● ASSIGNMENT:
Report each line of the data that has "ErrorResponse" somewhere in it.

□ □ □ □ □

//! Wire types for the conversation endpoints.

use serde::{Deserialize, Serialize};

use crate::domain::{Conversation, Message};

#[derive(Debug, Deserialize)]
pub struct CreateConversationRequest {
    pub title: String,
}

#[derive(Debug, Deserialize)]
pub struct SubmitResponseRequest {
    pub response: String,
}

#[derive(Debug, Serialize)]
#[serde(rename_all = "camelCase")]
pub struct CreateConversationResponse {
    pub conversation: Conversation,
    pub first_question: Message,
}

#[derive(Debug, Serialize)]
#[serde(rename_all = "camelCase")]
pub struct SubmitResponseResponse {
    pub saved_response: Message,
    #[serde(skip_serializing_if = "Option::is_none")]
    pub next_question: Option<Message>,
    pub is_complete: bool,
    #[serde(skip_serializing_if = "Option::is_none")]
    pub summary: Option<String>,
}

#[derive(Debug, Serialize)]
pub struct RegeneratedQuestionResponse {
    pub question: Message,
}

#[derive(Debug, Serialize)]
pub struct RegeneratedSummaryResponse {
    pub summary: String,
}

#[derive(Debug, Serialize)]
pub struct ErrorResponse {
    pub error: String,
}

impl ErrorResponse {
    pub fn new(error: impl Into<String>) -> Self {
        Self {
            error: error.into(),
        }
    }
}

□ □ □ □ □

● FINAL ANSWER:
pub struct ErrorResponse {
impl ErrorResponse {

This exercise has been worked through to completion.